Rogers Street Park Design
Last fall, I partnered with Catie Ferrara to design an open space intervention for our second studio project in Urban Design Skills. We had a blast! It was a great chance to focus on hand drawing before getting too wrapped up in Adobe and slick 3D rendering.
Instructed to take a deductive approach before selecting a site, we drew graphical representations of two of the natural systems in the East Cambridge neighborhood: ecology (surface greenspace) and hydrology.

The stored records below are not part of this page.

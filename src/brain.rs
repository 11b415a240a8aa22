//! Component I — Brain Client contract.
//!
//! The brain is treated as a non-concurrent resource: at most one in-flight
//! call at a time across the core (`spec.md` §5, §9). `BrainClient` is a
//! trait so the enricher (component E) is testable without a real network
//! call.

use crate::error::BrainError;
use async_trait::async_trait;
use serde::{Deserialize, Serialize};

#[derive(Debug, Clone, Serialize)]
pub struct ChatMessage {
    pub role: String,
    pub content: String,
}

impl ChatMessage {
    pub fn system(content: impl Into<String>) -> Self {
        Self {
            role: "system".into(),
            content: content.into(),
        }
    }

    pub fn user(content: impl Into<String>) -> Self {
        Self {
            role: "user".into(),
            content: content.into(),
        }
    }
}

#[derive(Debug, Clone)]
pub struct BrainRequest {
    pub model: String,
    pub messages: Vec<ChatMessage>,
    pub temperature: f64,
}

#[async_trait]
pub trait BrainClient: Send + Sync {
    /// Returns the assistant content string, or `None` when the brain
    /// responded but produced nothing usable (empty choices). Never panics;
    /// network/HTTP/parse failures surface as `Err`.
    async fn complete(&self, request: BrainRequest) -> Result<Option<String>, BrainError>;
}

pub struct HttpBrainClient {
    client: reqwest::Client,
    base_url: String,
    api_key: Option<String>,
    timeout: std::time::Duration,
}

impl HttpBrainClient {
    pub fn new(
        client: reqwest::Client,
        base_url: impl Into<String>,
        api_key: Option<String>,
        timeout: std::time::Duration,
    ) -> Self {
        Self {
            client,
            base_url: base_url.into(),
            api_key,
            timeout,
        }
    }
}

#[derive(Debug, Serialize)]
struct ChatCompletionsBody<'a> {
    model: &'a str,
    messages: &'a [ChatMessage],
    temperature: f64,
}

#[derive(Debug, Deserialize)]
struct ChatCompletionsResponse {
    #[serde(default)]
    choices: Vec<Choice>,
}

#[derive(Debug, Deserialize)]
struct Choice {
    message: ChoiceMessage,
}

#[derive(Debug, Deserialize)]
struct ChoiceMessage {
    #[serde(default)]
    content: Option<String>,
}

#[async_trait]
impl BrainClient for HttpBrainClient {
    async fn complete(&self, request: BrainRequest) -> Result<Option<String>, BrainError> {
        let url = format!("{}/chat/completions", self.base_url.trim_end_matches('/'));
        let body = ChatCompletionsBody {
            model: &request.model,
            messages: &request.messages,
            temperature: request.temperature,
        };

        let mut req = self.client.post(&url).timeout(self.timeout).json(&body);
        if let Some(key) = &self.api_key {
            req = req.bearer_auth(key);
        }

        let response = req.send().await?;
        if !response.status().is_success() {
            return Err(BrainError::Status(response.status().as_u16()));
        }

        let parsed: ChatCompletionsResponse = response
            .json()
            .await
            .map_err(|e| BrainError::Malformed(e.to_string()))?;

        Ok(parsed
            .choices
            .into_iter()
            .next()
            .and_then(|c| c.message.content))
    }
}

#[cfg(test)]
mod tests {
    use super::*;

    #[test]
    fn chat_message_constructors_set_roles() {
        assert_eq!(ChatMessage::system("x").role, "system");
        assert_eq!(ChatMessage::user("x").role, "user");
    }
}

We also performed a brief study of the social and demographic character of the neighborhood. One particular feature that defined our experience of being in East Cambridge was the relative size and prominence of the looming Middlesex County Jail building as a wayfinding point. The deeper we wandered into the working class neighborhood, the more that the jail would dominate our horizon. But the farther we walked into Kendall Square, Cambridge's biotech research hub, the more its glossy behemoth buildings would dominate our view to the jail in the distance. We tried to represent this in a cognitive map:
OPEN SPACE DESIGN
The project site we settled on - a large but lackluster grass field left over from cleared warehouses, awaiting a redesign or high-end development - straddled the border between the working class neighborhood to the north and Kendall Square to the south.

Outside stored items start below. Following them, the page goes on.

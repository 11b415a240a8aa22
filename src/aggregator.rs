//! Component B — Aggregator. Fans `fetcher::fetch` out across every
//! configured provider concurrently, survives per-provider panics/failures,
//! and returns a deterministically sorted merge (`spec.md` §4.B).

use crate::config::Settings;
use crate::fetcher;
use crate::model::Model;

pub async fn gather_models(client: &reqwest::Client, settings: &Settings) -> Vec<Model> {
    let timeout = settings.time.fetch_models_timeout;

    let futures = settings
        .providers
        .iter()
        .map(|provider| async move {
            // `fetcher::fetch` never returns Err; `catch_unwind` isn't needed
            // because it never panics either, but join_all still lets one
            // slow provider's future run alongside the others without
            // blocking them.
            fetcher::fetch(client, provider, timeout).await
        });

    let per_provider = futures::future::join_all(futures).await;

    let mut all_models: Vec<Model> = per_provider.into_iter().flatten().collect();
    all_models.sort_by(|a, b| {
        (&a.key.base_url, a.key.id.to_lowercase()).cmp(&(&b.key.base_url, b.key.id.to_lowercase()))
    });

    tracing::info!(count = all_models.len(), "gathered models from all providers");
    all_models
}

#[cfg(test)]
mod tests {
    use super::*;
    use crate::config::Settings;

    const YAML: &str = r#"
brain:
  base_url: https://brain.example
  id: brain-model
providers:
  - base_url: https://p1.example
  - base_url: https://p2.example
brain_prompts:
  system: "x"
  user: "y"
"#;

    #[tokio::test]
    async fn gather_models_survives_all_providers_unreachable() {
        let settings = Settings::from_yaml_str(YAML, "test").unwrap();
        let client = reqwest::Client::new();
        let models = gather_models(&client, &settings).await;
        // Neither provider is actually reachable in a unit test; the
        // important property is that this never panics/hangs and returns.
        assert!(models.is_empty());
    }
}
//! Component C — Model Store, the heart of the system.
//!
//! A mutex-protected `models` map plus a FIFO+dedup-set enrichment queue.
//! Critical sections never `.await` (`spec.md` §5), so a plain
//! `std::sync::Mutex` is correct and cheaper than an async one.

use crate::model::{Model, ModelKey};
use serde_json::Value;
use std::collections::{HashMap, HashSet, VecDeque};
use std::sync::Mutex;

struct Inner {
    models: HashMap<ModelKey, Model>,
    queue: VecDeque<Model>,
    queued_keys: HashSet<ModelKey>,
    last_update_ts: i64,
}

impl Inner {
    fn new() -> Self {
        Self {
            models: HashMap::new(),
            queue: VecDeque::new(),
            queued_keys: HashSet::new(),
            last_update_ts: 0,
        }
    }

    /// Enqueue dedup algorithm (`spec.md` §4.C): no-op if already queued.
    fn enqueue_no_duplicate(&mut self, model: Model) {
        if self.queued_keys.contains(&model.key) {
            return;
        }
        self.queued_keys.insert(model.key.clone());
        self.queue.push_back(model);
    }
}

/// The in-memory authoritative catalog.
pub struct ModelStore {
    inner: Mutex<Inner>,
}

impl Default for ModelStore {
    fn default() -> Self {
        Self::new()
    }
}

impl ModelStore {
    pub fn new() -> Self {
        Self {
            inner: Mutex::new(Inner::new()),
        }
    }

    /// Atomic replace with set-difference semantics (`spec.md` §4.C).
    pub fn update_models(&self, new_models: Vec<Model>) {
        let mut inner = self.inner.lock().expect("store mutex poisoned");

        let new_by_key: HashMap<ModelKey, Model> =
            new_models.into_iter().map(|m| (m.key.clone(), m)).collect();

        let removed_keys: Vec<ModelKey> = inner
            .models
            .keys()
            .filter(|k| !new_by_key.contains_key(*k))
            .cloned()
            .collect();
        for key in removed_keys {
            inner.models.remove(&key);
            inner.queued_keys.remove(&key);
        }

        for (key, incoming) in new_by_key {
            match inner.models.get(&key) {
                None => {
                    inner.models.insert(key, incoming.clone());
                    inner.enqueue_no_duplicate(incoming);
                }
                Some(existing) => {
                    if provider_meta_changed(existing, &incoming) {
                        inner.models.insert(key.clone(), incoming.clone());
                        // The stale instance may still be sitting in the queue
                        // (refresh can fire before the enrich loop drains it);
                        // drop it from queued_keys so the fresh one enqueues.
                        inner.queued_keys.remove(&key);
                        inner.enqueue_no_duplicate(incoming);
                    }
                    // Otherwise keep the stored model (and its enrichment) as-is.
                }
            }
        }

        inner.last_update_ts = now_unix();
    }

    /// Read-only projection for `/v1/models`. Sorted outside the lock;
    /// returned value is unaffected by later mutations (`spec.md` §4.C, §5).
    pub fn snapshot(&self) -> Vec<Value> {
        let mut entries: Vec<Model> = {
            let inner = self.inner.lock().expect("store mutex poisoned");
            inner.models.values().cloned().collect()
        };
        entries.sort_by(|a, b| {
            (&a.key.base_url, a.key.id.to_lowercase()).cmp(&(&b.key.base_url, b.key.id.to_lowercase()))
        });
        entries.iter().map(Model::to_public_value).collect()
    }

    pub fn last_update_ts(&self) -> i64 {
        self.inner.lock().expect("store mutex poisoned").last_update_ts
    }

    pub fn model_count(&self) -> usize {
        self.inner.lock().expect("store mutex poisoned").models.len()
    }

    pub fn queue_len(&self) -> usize {
        self.inner.lock().expect("store mutex poisoned").queue.len()
    }

    /// Non-blocking pop of up to `max_n` items (`spec.md` §4.C).
    pub fn next_batch(&self, max_n: usize) -> Vec<Model> {
        if max_n == 0 {
            return Vec::new();
        }
        let mut inner = self.inner.lock().expect("store mutex poisoned");
        let mut batch = Vec::with_capacity(max_n.min(inner.queue.len()));
        while batch.len() < max_n {
            match inner.queue.pop_front() {
                Some(m) => {
                    inner.queued_keys.remove(&m.key);
                    batch.push(m);
                }
                None => break,
            }
        }
        batch
    }

    /// Merge enrichment results back. Unknown keys (model vanished
    /// mid-flight) are silently ignored (`spec.md` §4.C).
    pub fn apply_enrichment(&self, models: Vec<Model>) {
        if models.is_empty() {
            return;
        }
        let mut inner = self.inner.lock().expect("store mutex poisoned");
        for m in models {
            if inner.models.contains_key(&m.key) {
                inner.models.insert(m.key.clone(), m);
            }
        }
    }

    /// Re-enqueue after a failed enrichment attempt. Unknown keys are
    /// skipped (`spec.md` §4.C).
    pub fn requeue(&self, models: Vec<Model>) {
        if models.is_empty() {
            return;
        }
        let mut inner = self.inner.lock().expect("store mutex poisoned");
        for m in models {
            if inner.models.contains_key(&m.key) {
                inner.enqueue_no_duplicate(m);
            }
        }
    }

    /// Drain everything; reset `last_update_ts` to 0 (`spec.md` §4.C).
    pub fn clear(&self) {
        let mut inner = self.inner.lock().expect("store mutex poisoned");
        inner.models.clear();
        inner.queued_keys.clear();
        inner.queue.clear();
        inner.last_update_ts = 0;
    }
}

/// True if any provider-sourced meta field differs between `existing` and
/// `incoming`. Compares `incoming`'s extension fields only — those are the
/// ones a provider actually supplies; enrichment-added fields never appear
/// there (`spec.md` §4.C / open question resolved in DESIGN.md).
fn provider_meta_changed(existing: &Model, incoming: &Model) -> bool {
    for (k, v) in &incoming.meta.extra {
        if existing.meta.extra.get(k) != Some(v) {
            return true;
        }
    }
    false
}

fn now_unix() -> i64 {
    chrono::Utc::now().timestamp()
}

#[cfg(test)]
mod tests {
    use super::*;
    use crate::model::ProviderConfig;
    use serde_json::{Map, Value};

    fn model(base_url: &str, id: &str) -> Model {
        let mut entry = Map::new();
        entry.insert("id".into(), Value::String(id.into()));
        Model::from_upstream(ProviderConfig::new(base_url), entry).unwrap()
    }

    fn model_with_meta(base_url: &str, id: &str, meta: serde_json::Value) -> Model {
        let mut entry = Map::new();
        entry.insert("id".into(), Value::String(id.into()));
        entry.insert("meta".into(), meta);
        Model::from_upstream(ProviderConfig::new(base_url), entry).unwrap()
    }

    #[test]
    fn idempotent_refresh_enqueues_nothing_second_time() {
        let store = ModelStore::new();
        let m = model("https://p1", "a");
        store.update_models(vec![m.clone()]);
        assert_eq!(store.queue_len(), 1);
        store.next_batch(10); // drain so the second update can't just "see" the same queued item
        store.update_models(vec![m]);
        assert_eq!(store.queue_len(), 0);
        assert_eq!(store.model_count(), 1);
    }

    #[test]
    fn at_most_one_queue_entry_per_key() {
        let store = ModelStore::new();
        let m = model("https://p1", "a");
        store.update_models(vec![m.clone()]);
        store.update_models(vec![m.clone()]);
        store.update_models(vec![m]);
        assert_eq!(store.queue_len(), 1);
        let batch = store.next_batch(10);
        assert_eq!(batch.len(), 1);
    }

    #[test]
    fn removal_cascade_clears_model_and_queued_key() {
        let store = ModelStore::new();
        let a = model("https://p1", "a");
        let b = model("https://p1", "b");
        store.update_models(vec![a.clone(), b.clone()]);
        assert_eq!(store.model_count(), 2);

        store.update_models(vec![b]);
        assert_eq!(store.model_count(), 1);
        let snapshot = store.snapshot();
        assert_eq!(snapshot.len(), 1);
        assert_eq!(snapshot[0]["id"], "b");

        // enrichment results arriving later for the vanished key are ignored
        store.apply_enrichment(vec![a]);
        assert_eq!(store.model_count(), 1);
    }

    #[test]
    fn snapshot_never_contains_internal_base_url_and_base_url_matches() {
        let store = ModelStore::new();
        store.update_models(vec![model("https://p1", "a"), model("https://p2", "b")]);
        let snapshot = store.snapshot();
        for entry in &snapshot {
            assert!(!entry.to_string().contains("internal_base_url"));
        }
        assert_eq!(snapshot[0]["meta"]["base_url"], "https://p1");
        assert_eq!(snapshot[1]["meta"]["base_url"], "https://p2");
    }

    #[test]
    fn snapshot_sort_stability() {
        let store = ModelStore::new();
        store.update_models(vec![
            model("https://p1", "Zebra"),
            model("https://p1", "alpha"),
        ]);
        let first = store.snapshot();
        let second = store.snapshot();
        assert_eq!(first, second);
        assert_eq!(first[0]["id"], "alpha");
        assert_eq!(first[1]["id"], "Zebra");
    }

    #[test]
    fn provider_meta_change_triggers_replace_and_reenqueue() {
        let store = ModelStore::new();
        let original = model_with_meta("https://p1", "m", serde_json::json!({"name": "old"}));
        store.update_models(vec![original]);
        store.next_batch(10); // drain initial enqueue

        // Enrich it first so we can assert enrichment is discarded below.
        let mut enriched = model_with_meta("https://p1", "m", serde_json::json!({"name": "old"}));
        enriched.meta.summary = Some("old summary".into());
        store.apply_enrichment(vec![enriched]);

        let changed = model_with_meta("https://p1", "m", serde_json::json!({"name": "new"}));
        store.update_models(vec![changed]);

        assert_eq!(store.queue_len(), 1, "provider meta change must re-enqueue");
        let batch = store.next_batch(10);
        assert_eq!(batch.len(), 1);
        assert_eq!(batch[0].meta.summary, None, "stale enrichment must be discarded on replace");
    }

    #[test]
    fn provider_meta_change_while_still_queued_enqueues_fresh_instance() {
        let store = ModelStore::new();
        let original = model_with_meta("https://p1", "m", serde_json::json!({"name": "old"}));
        store.update_models(vec![original]);
        // Do NOT drain: the initial enqueue from `update_models` is still
        // sitting in the queue when the provider-meta change arrives, as can
        // happen when refresh outpaces the enrich loop.
        assert_eq!(store.queue_len(), 1);

        let changed = model_with_meta("https://p1", "m", serde_json::json!({"name": "new"}));
        store.update_models(vec![changed]);

        assert_eq!(
            store.queue_len(),
            1,
            "still exactly one queued entry, not silently dropped"
        );
        let batch = store.next_batch(10);
        assert_eq!(batch.len(), 1);
        assert_eq!(
            batch[0].provider_meta_snapshot().get("name").unwrap(),
            "new",
            "the queued instance must be the fresh one, not the stale pre-change copy"
        );
    }

    #[test]
    fn next_batch_boundaries() {
        let store = ModelStore::new();
        assert_eq!(store.next_batch(0).len(), 0);
        assert_eq!(store.next_batch(10).len(), 0);
    }

    #[test]
    fn apply_enrichment_and_requeue_are_noops_on_empty() {
        let store = ModelStore::new();
        store.apply_enrichment(vec![]);
        store.requeue(vec![]);
        assert_eq!(store.model_count(), 0);
    }

    #[test]
    fn enrichment_merge_preserves_existing_meta() {
        let store = ModelStore::new();
        let mut original = model("https://p1", "m");
        original.meta.size = Some(123);
        store.update_models(vec![original]);
        store.next_batch(10);

        let mut brain_result = model("https://p1", "m");
        brain_result.meta.summary = Some("s".into());
        brain_result.meta.size = Some(9); // should not overwrite the stored 123
        store.apply_enrichment(vec![brain_result]);

        let snapshot = store.snapshot();
        assert_eq!(snapshot[0]["meta"]["size"], 123);
    }

    #[test]
    fn clear_during_enrichment_makes_apply_a_noop() {
        let store = ModelStore::new();
        store.update_models(vec![model("https://p1", "m")]);
        let batch = store.next_batch(10);
        assert_eq!(batch.len(), 1);

        store.clear();
        store.apply_enrichment(batch);

        assert_eq!(store.snapshot().len(), 0);
        assert_eq!(store.last_update_ts(), 0);
    }

    #[test]
    fn requeue_after_failure_returns_to_queue() {
        let store = ModelStore::new();
        store.update_models(vec![model("https://p1", "a"), model("https://p1", "b")]);
        let batch = store.next_batch(10);
        assert_eq!(batch.len(), 2);
        assert_eq!(store.queue_len(), 0);

        store.requeue(batch.clone());
        assert_eq!(store.queue_len(), 2);

        let requeued = store.next_batch(10);
        let ids: Vec<_> = requeued.iter().map(|m| m.key.id.clone()).collect();
        assert_eq!(ids, vec!["a".to_string(), "b".to_string()]);
    }

    #[test]
    fn provider_unavailable_leaves_other_providers_models_intact() {
        let store = ModelStore::new();
        store.update_models(vec![model("https://p1", "a")]);
        assert_eq!(store.snapshot().len(), 1);
        assert_eq!(store.queue_len(), 1);
    }
}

Our survey of the space revealed that it could best be used as a park that would function as an intersection between corporate researchers and community members; a place to mingle and be flexible enough for changing needs. Several existing parks informed our design.
CROSS-SECTIONS + PROGRAMMING:
One of my favorite elements of our design is to include a chimney-style beacon with a high nest for the peregrine falcon, whose habitat will be destroyed when the Middlesex Jail is demolished.